Since this nationwide program was launched in 2013, we have seen more than a 13-percent decrease in violent crime in cities with a high rate of program participation. This is a partnership between State, local, and Federal. Today, the American people are increasingly concerned about crime, more concerned here in the Nation's Capital where the number of carjackings have gone through the roof, including some of our colleagues in the House of Representatives who have been a victim of carjacking.

A Gallup poll earlier this month found that 63 percent of Americans view crime as either an ``extremely'' or ``very'' serious problem, marking a new record for the poll. So it is clear we need to focus on crime and violence reduction strategies like Project Safe Neighborhood, but, again, this legislation passed the Senate unanimously after being voted out of the Judiciary Committee and is awaiting action in the House.

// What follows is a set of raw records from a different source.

//! HD44780 character LCD behind a PCF8574 I2C backpack.
//!
//! The PCF8574 drives the LCD's 4-bit interface: each LCD byte is sent as two nibbles, and each
//! nibble as two I2C writes (enable high, then enable low to latch it).
//!
//! ```text
//! PCF8574 | P7 P6 P5 P4 | P3 | P2 | P1 | P0
//! LCD     | D7 D6 D5 D4 | BL | EN | RW | RS
//! ```

use embedded_hal::delay::DelayNs;
use embedded_hal::i2c::I2c;

use crate::config::lcd as geometry;
use crate::surface::DisplaySurface;

/// Control lines on the expander's low nibble.
mod bits {
    pub const RS: u8 = 0x01;
    pub const EN: u8 = 0x04;
    pub const BACKLIGHT: u8 = 0x08;
}

/// Controller instruction set.
mod commands {
    pub const CLEAR_DISPLAY: u8 = 0x01;
    pub const ENTRY_MODE_SET: u8 = 0x04;
    pub const DISPLAY_CONTROL: u8 = 0x08;
    pub const FUNCTION_SET: u8 = 0x20;
    pub const SET_DDRAM_ADDR: u8 = 0x80;

    pub const ENTRY_LEFT: u8 = 0x02;

    pub const DISPLAY_ON: u8 = 0x04;
    pub const CURSOR_ON: u8 = 0x02;
    pub const BLINK_ON: u8 = 0x01;

    pub const TWO_LINE: u8 = 0x08;
    pub const FONT_5X8: u8 = 0x00;
}

/// DDRAM start address of each row.
const ROW_OFFSETS: [u8; 2] = [0x00, 0x40];

pub struct Lcd<I2C, D> {
    i2c: I2C,
    delay: D,
    address: u8,
    backlight: bool,
}

impl<I2C: I2c, D: DelayNs> Lcd<I2C, D> {
    pub fn new(i2c: I2C, delay: D, address: u8) -> Self {
        Self {
            i2c,
            delay,
            address,
            backlight: true,
        }
    }

    /// Datasheet 4-bit initialisation, then display on with a blinking cursor, cleared.
    pub fn init(&mut self) -> Result<(), I2C::Error> {
        self.delay.delay_ms(50);

        // Three 8-bit "function set" nibbles force a known state, then switch to 4-bit.
        self.send_nibble(0x03, false)?;
        self.delay.delay_ms(5);
        self.send_nibble(0x03, false)?;
        self.delay.delay_ms(1);
        self.send_nibble(0x03, false)?;
        self.delay.delay_ms(1);
        self.send_nibble(0x02, false)?;
        self.delay.delay_ms(1);

        self.command(commands::FUNCTION_SET | commands::TWO_LINE | commands::FONT_5X8)?;
        self.command(
            commands::DISPLAY_CONTROL
                | commands::DISPLAY_ON
                | commands::CURSOR_ON
                | commands::BLINK_ON,
        )?;
        self.clear()?;
        self.command(commands::ENTRY_MODE_SET | commands::ENTRY_LEFT)
    }

    pub fn clear(&mut self) -> Result<(), I2C::Error> {
        self.command(commands::CLEAR_DISPLAY)?;
        self.delay.delay_ms(2);
        Ok(())
    }

    /// Move the cursor. Out-of-range coordinates are clamped to the panel.
    pub fn set_cursor(&mut self, column: u8, row: u8) -> Result<(), I2C::Error> {
        let column = column.min(geometry::COLUMNS - 1);
        let row = usize::from(row.min(geometry::ROWS - 1));
        self.command(commands::SET_DDRAM_ADDR | (ROW_OFFSETS[row] + column))
    }

    /// Print at the current cursor position. Non-ASCII characters show as `?`.
    pub fn print(&mut self, text: &str) -> Result<(), I2C::Error> {
        for ch in text.chars() {
            let byte = if ch.is_ascii() { ch as u8 } else { b'?' };
            self.send_byte(byte, true)?;
        }
        Ok(())
    }

    pub fn set_backlight(&mut self, on: bool) -> Result<(), I2C::Error> {
        self.backlight = on;
        // The backlight bit rides along with every expander write.
        self.write_expander(self.control_bits(false))
    }

    fn command(&mut self, command: u8) -> Result<(), I2C::Error> {
        self.send_byte(command, false)
    }

    fn send_byte(&mut self, value: u8, data: bool) -> Result<(), I2C::Error> {
        self.send_nibble(value >> 4, data)?;
        self.send_nibble(value & 0x0F, data)?;
        self.delay.delay_us(40);
        Ok(())
    }

    fn send_nibble(&mut self, nibble: u8, data: bool) -> Result<(), I2C::Error> {
        let base = ((nibble & 0x0F) << 4) | self.control_bits(data);
        self.write_expander(base | bits::EN)?;
        self.delay.delay_us(1);
        // Falling edge of EN latches the nibble.
        self.write_expander(base)?;
        self.delay.delay_us(50);
        Ok(())
    }

    fn control_bits(&self, data: bool) -> u8 {
        let rs = if data { bits::RS } else { 0 };
        let backlight = if self.backlight { bits::BACKLIGHT } else { 0 };
        rs | backlight
    }

    fn write_expander(&mut self, byte: u8) -> Result<(), I2C::Error> {
        self.i2c.write(self.address, &[byte])
    }
}

impl<I2C: I2c, D: DelayNs> DisplaySurface for Lcd<I2C, D> {
    type Error = I2C::Error;

    fn position_cursor(&mut self, column: u8, row: u8) -> Result<(), Self::Error> {
        self.set_cursor(column, row)
    }

    fn write_text(&mut self, text: &str) -> Result<(), Self::Error> {
        self.print(text)
    }
}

Finally, I want to mention another critical piece of legislation that is stuck in purgatory--at least, hopefully, temporarily--and that is the Debbie Smith Act. Years ago, we learned that 400,000 rape kits were sitting in evidence lockers or at forensic labs and had gone untested.

This, unfortunately, is the evidence that has to be collected from the victim of a sexual assault, and using DNA technology we are able to figure out, with basically certitude, who the perpetrator was. But 400,000 of them were sitting in lockers and untested.

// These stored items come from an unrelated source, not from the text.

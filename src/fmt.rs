//! Logging macros.
//!
//! On the target these forward to `defmt`. Host unit tests have no global defmt logger, so there
//! the arguments are only type-checked through `format_args!` and nothing is emitted. Use `{}`
//! and `{:?}` placeholders only: both are understood by `defmt` and by `core::fmt`.

#![allow(unused_macros)]

macro_rules! trace {
    ($($arg:tt)*) => {{
        #[cfg(not(test))]
        ::defmt::trace!($($arg)*);
        #[cfg(test)]
        let _ = ::core::format_args!($($arg)*);
    }};
}

macro_rules! debug {
    ($($arg:tt)*) => {{
        #[cfg(not(test))]
        ::defmt::debug!($($arg)*);
        #[cfg(test)]
        let _ = ::core::format_args!($($arg)*);
    }};
}

macro_rules! info {
    ($($arg:tt)*) => {{
        #[cfg(not(test))]
        ::defmt::info!($($arg)*);
        #[cfg(test)]
        let _ = ::core::format_args!($($arg)*);
    }};
}

macro_rules! warn {
    ($($arg:tt)*) => {{
        #[cfg(not(test))]
        ::defmt::warn!($($arg)*);
        #[cfg(test)]
        let _ = ::core::format_args!($($arg)*);
    }};
}
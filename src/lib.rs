//! SPDX-License-Identifier: MIT OR Apache-2.0
//!
//! # Joystick-edited countdown timer
//!
//! Hardware-agnostic core of an interrupt-driven countdown appliance:
//! - **Appliance:** shared state plus the periodic and conversion-complete handlers (`appliance.rs`).
//! - **Countdown:** `MM:SS.T` digits and a typed state machine deciding when they move (`countdown.rs`).
//! - **Cursor / Channel:** joystick navigation over a single multiplexed converter.
//! - **LCD:** HD44780 over a PCF8574 I2C backpack (`lcd.rs`).
//!
//! The firmware binary binds these to RP2350 peripherals.

#![cfg_attr(not(test), no_std)]

#[macro_use]
mod fmt;

pub mod appliance;
pub mod channel;
pub mod config;
pub mod countdown;
pub mod cursor;
pub mod lcd;
pub mod shared;
pub mod surface;

#[cfg(test)]
mod testing;

pub use appliance::Appliance;
pub use countdown::{CountdownTimer, Readout};
pub use shared::Shared;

Now, Debbie Smith is a heroic figure. She has made it her life's work to eliminate this rape kit backlog, and her work is directly responsible for the testing of hundreds of thousands of rape kits and locking up countless violent criminals.

Her advocacy was born of a personal tragedy. She was raped at home in 1989 and immediately reported the crime to police and went to the emergency room for a sexual assault forensic exam. That is the rape kit. But she said while waiting for answers, she was overcome by fear. She was terrified for herself and her family and even became suicidal. It wasn't until 6\1/2\ years later that Debbie finally received the answer she desperately wanted from this rape kit test. And it happened when a DNA hit revealed the identity of her rapist because what they can do is take that information, match it against CODIS, which is an FBI-maintained database, to identify the perpetrator.

She later said in an interview that DNA gave her her life back, and she chose to harness her pain and use it to prevent others from facing years of fear and uncertainty like that that controlled her. So she is the namesake of the Debbie Smith Act originally signed into law in 2004.

As a result, more than 860,000 DNA cases have been prosecuted-- 860,000. It is hard to imagine how one person can make more of a difference than Debbie Smith has, in terms of bringing closure and making sure that the guilty are investigated and prosecuted. But 860,000 cases have been processed. Sadly, we are still facing a 90,000- case backlog. Each of those hold the key and an answer to bringing a violent criminal to justice.

The Senate, again, unanimously has passed the Debbie Smith Act reauthorization, and, unfortunately, the House recently took it up and passed a version of the bill that inadvertently deauthorized existing funds for the Debbie Smith Act. I encourage the House to take whatever action they need to swiftly take up and pass the Senate version to reauthorize the Debbie Smith Program for a full 5 years without jeopardizing any existing funds that are being used by law enforcement to take violent criminals off the street.

So these are just a few examples of bipartisan legislation that has enjoyed nearly unanimous support here in the Senate that is simply waiting for the House to act.

I know we are coming up on the end of the year, and there is not a lot of time, but my suspicion is, if the Speaker would put these bills on the floor of the House, that they would pass overwhelmingly, but we can't get these bills to the President to actually sign into law until the House acts.

So my wish, my request, my prayer is that the House simply take up these bipartisan bills and act.